You can trust us on this, but you probably won't: Americans are suspicious in daily encounters

Do you keep a close watch when you hand over your credit card?

Assume the other fellow on the road is texting or drunk?

Worry that a careless post will be spread by your Facebook friends?

If so, you’re not alone.

Americans are a mistrustful bunch.

Nearly two-thirds say you can’t be too careful in dealing with people, according to the General Social Survey, a massive survey of Americans conducted regularly since 1972 with funding from the National Science Foundation.

To find out more, an Associated Press-GfK poll asked Americans how much they trust others in everyday situations.

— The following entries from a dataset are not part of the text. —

//! Hamilton Snake - a Snake bot that never loses
//!
//! This library provides:
//! - Core game logic, including the Hamiltonian cycle the bot follows (game module)
//! - Run counters for the host loop (metrics module)
//! - A headless, timer-driven bot runner (modes module)

pub mod game;
pub mod metrics;
pub mod modes;
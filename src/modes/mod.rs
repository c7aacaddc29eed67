pub mod bot;

pub use bot::{BotMode, RunSummary};
use rand::Rng;

use super::state::Cell;

/// Dimensions of the board and cell <-> dense index conversion.
///
/// Dense indices are column-major: `col * rows + row`.
#[derive(Debug, Clone, Copy, PartialEq, Eq, Hash)]
pub struct Grid {
    pub rows: usize,
    pub cols: usize,
}

impl Grid {
    pub fn new(rows: usize, cols: usize) -> Self {
        Self { rows, cols }
    }

    pub fn cell_count(&self) -> usize {
        self.rows * self.cols
    }

    /// Check if a cell is within the grid bounds
    pub fn contains(&self, cell: Cell) -> bool {
        cell.col >= 0
            && (cell.col as usize) < self.cols
            && cell.row >= 0
            && (cell.row as usize) < self.rows
    }

    /// Dense index of an in-bounds cell
    pub fn index_of(&self, cell: Cell) -> Option<usize> {
        self.contains(cell)
            .then(|| cell.col as usize * self.rows + cell.row as usize)
    }

    pub fn cell_at(&self, index: usize) -> Cell {
        Cell::new((index / self.rows) as i32, (index % self.rows) as i32)
    }

    /// Every cell, column by column
    pub fn cells(&self) -> impl Iterator<Item = Cell> + '_ {
        (0..self.cell_count()).map(|idx| self.cell_at(idx))
    }
}

const NOT_FREE: usize = usize::MAX;

/// The set of cells not covered by the snake.
///
/// Free cells live in a vector with swap-remove deletion; `slot` maps each
/// dense index to its position in that vector, or `NOT_FREE`. Occupy, vacate
/// and uniform pick are all O(1).
#[derive(Debug, Clone, PartialEq, Eq)]
pub struct FreeCells {
    grid: Grid,
    free: Vec<usize>,
    slot: Vec<usize>,
}

impl FreeCells {
    /// All cells of the grid start free
    pub fn new(grid: Grid) -> Self {
        let cell_count = grid.cell_count();
        Self {
            grid,
            free: (0..cell_count).collect(),
            slot: (0..cell_count).collect(),
        }
    }

    /// Free set for a grid with the given cells occupied
    pub fn excluding<'a>(grid: Grid, occupied: impl IntoIterator<Item = &'a Cell>) -> Self {
        let mut cells = Self::new(grid);
        for &cell in occupied {
            cells.occupy(cell);
        }
        cells
    }

    pub fn len(&self) -> usize {
        self.free.len()
    }

    pub fn is_empty(&self) -> bool {
        self.free.is_empty()
    }

    pub fn is_free(&self, cell: Cell) -> bool {
        self.grid
            .index_of(cell)
            .is_some_and(|idx| self.slot[idx] != NOT_FREE)
    }

    /// Mark a cell as taken. Out-of-grid or already taken cells are ignored.
    pub fn occupy(&mut self, cell: Cell) {
        let Some(idx) = self.grid.index_of(cell) else {
            return;
        };
        let pos = self.slot[idx];
        if pos == NOT_FREE {
            return;
        }
        self.free.swap_remove(pos);
        self.slot[idx] = NOT_FREE;
        if let Some(&moved) = self.free.get(pos) {
            self.slot[moved] = pos;
        }
    }

    /// Return a cell to the free set. Out-of-grid or already free cells are ignored.
    pub fn vacate(&mut self, cell: Cell) {
        let Some(idx) = self.grid.index_of(cell) else {
            return;
        };
        if self.slot[idx] != NOT_FREE {
            return;
        }
        self.slot[idx] = self.free.len();
        self.free.push(idx);
    }

    /// Uniformly random free cell, `None` when the board is full
    pub fn random<R: Rng + ?Sized>(&self, rng: &mut R) -> Option<Cell> {
        if self.free.is_empty() {
            return None;
        }
        let idx = self.free[rng.gen_range(0..self.free.len())];
        Some(self.grid.cell_at(idx))
    }

    pub fn iter(&self) -> impl Iterator<Item = Cell> + '_ {
        self.free.iter().map(|&idx| self.grid.cell_at(idx))
    }
}
use serde::{Deserialize, Serialize};

use super::state::Cell;

/// Direction the snake can move
#[derive(Debug, Clone, Copy, PartialEq, Eq, Hash, Serialize, Deserialize)]
pub enum Direction {
    Up,
    Down,
    Left,
    Right,
}

impl Direction {
    pub const ALL: [Direction; 4] = [
        Direction::Up,
        Direction::Down,
        Direction::Left,
        Direction::Right,
    ];

    /// The direction pointing the other way
    pub fn opposite(&self) -> Direction {
        match self {
            Direction::Up => Direction::Down,
            Direction::Down => Direction::Up,
            Direction::Left => Direction::Right,
            Direction::Right => Direction::Left,
        }
    }

    /// Returns true if turning from self to other would be a 180-degree turn
    pub fn is_opposite(&self, other: Direction) -> bool {
        self.opposite() == other
    }

    /// Returns the delta (dcol, drow) for moving in this direction.
    /// Rows grow downward.
    pub fn delta(&self) -> (i32, i32) {
        match self {
            Direction::Up => (0, -1),
            Direction::Down => (0, 1),
            Direction::Left => (-1, 0),
            Direction::Right => (1, 0),
        }
    }

    /// Direction of a unit move from `from` to `to`, if they are neighbours
    pub fn between(from: Cell, to: Cell) -> Option<Direction> {
        let delta = (to.col - from.col, to.row - from.row);
        Direction::ALL.into_iter().find(|dir| dir.delta() == delta)
    }
}

/// Action that can be taken in the manual game
#[derive(Debug, Clone, Copy, PartialEq, Eq)]
pub enum Action {
    /// Move in a specific direction
    Move(Direction),
    /// Continue in current direction
    Continue,
}

impl From<Direction> for Action {
    fn from(direction: Direction) -> Self {
        Action::Move(direction)
    }
}

#[cfg(test)]
mod tests {
    use super::*;

    #[test]
    fn test_opposite_directions() {
        for dir in Direction::ALL {
            assert_eq!(dir.opposite().opposite(), dir);
            assert!(dir.is_opposite(dir.opposite()));
            assert!(!dir.is_opposite(dir));
        }

        assert!(!Direction::Up.is_opposite(Direction::Left));
        assert!(!Direction::Up.is_opposite(Direction::Right));
    }

    #[test]
    fn test_direction_delta() {
        assert_eq!(Direction::Up.delta(), (0, -1));
        assert_eq!(Direction::Down.delta(), (0, 1));
        assert_eq!(Direction::Left.delta(), (-1, 0));
        assert_eq!(Direction::Right.delta(), (1, 0));
    }

    #[test]
    fn test_direction_between_cells() {
        let origin = Cell::new(2, 2);
        for dir in Direction::ALL {
            assert_eq!(
                Direction::between(origin, origin.moved_in_direction(dir)),
                Some(dir)
            );
        }
        assert_eq!(Direction::between(origin, Cell::new(4, 2)), None);
        assert_eq!(Direction::between(origin, origin), None);
    }
}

—78 per cent have little faith in people they meet while travelling, saying they trust them “just somewhat,” ”not too much” or “not at all.”

—19 per cent don’t worry — they feel “quite a bit” or “a great deal” of trust in people away from home.

Adults under 30 are especially wary of strangers, just like mom said.



—75 per cent mistrust people driving cars while they’re driving, biking or walking.

—21 per cent put a lot of faith in others behind the wheel.

Those 30 and under worry more about bad drivers than their elders do.



—67 per cent have little confidence in people who swipe their credit or debit card when they buy something.

—30 per cent don’t worry much about that.

Liberals are more laid back at the checkout than either conservatives or moderates.



—59 per cent don’t have much faith in people with whom they have shared photos, videos or information on social media.

—38 per cent have confidence in these “friends.”

Americans ages 50 and up worry the most about online sharing.



—55 per cent don’t much trust the people they hire to come into their homes to do work.

—41 per cent feel confident opening the door to them.

Gun owners worry less about inviting workers into their homes than other Americans do.



—50 per cent have little trust in the people who prepare their food when they eat out.

—About as many — 47 per cent — chow down with ease, however.

Wealthy Americans, with household incomes over $100,000, are less likely than most to fret about the restaurants where they dine.



—46 per cent have little confidence in people at the doctor’s office or hospital who have access to their medical records.

—But more — 50 per cent — don’t sweat it. Doctors and their staffs were the most trusted group in the poll.

People who oppose President Barack Obama’s health care law worry more about privacy at the doctor’s office than the law’s supporters do.



Just look at how little faith Americans have in their leaders.

Asked how much of the time they trust the government in Washington to do what is right, people say:

—81 per cent: only some of the time

—15 per cent: most of the time

—2 per cent: just about always


The AP-GfK Poll was conducted Oct. 3-7, 2013 using KnowledgePanel, GfK’s probability-based online panel. It involved online interviews with 1,227 adults. The survey has a margin of sampling error of plus or minus 3.4 percentage points for all respondents.

The survey was conducted using KnowledgePanel, a probability-based Internet panel designed to be representative of the U.S. population. Respondents to the survey were first selected randomly using phone or mail survey methods, and were later interviewed for this survey online. People selected for KnowledgePanel who didn’t otherwise have access to the Internet were provided with the ability to access the Internet at no cost to them.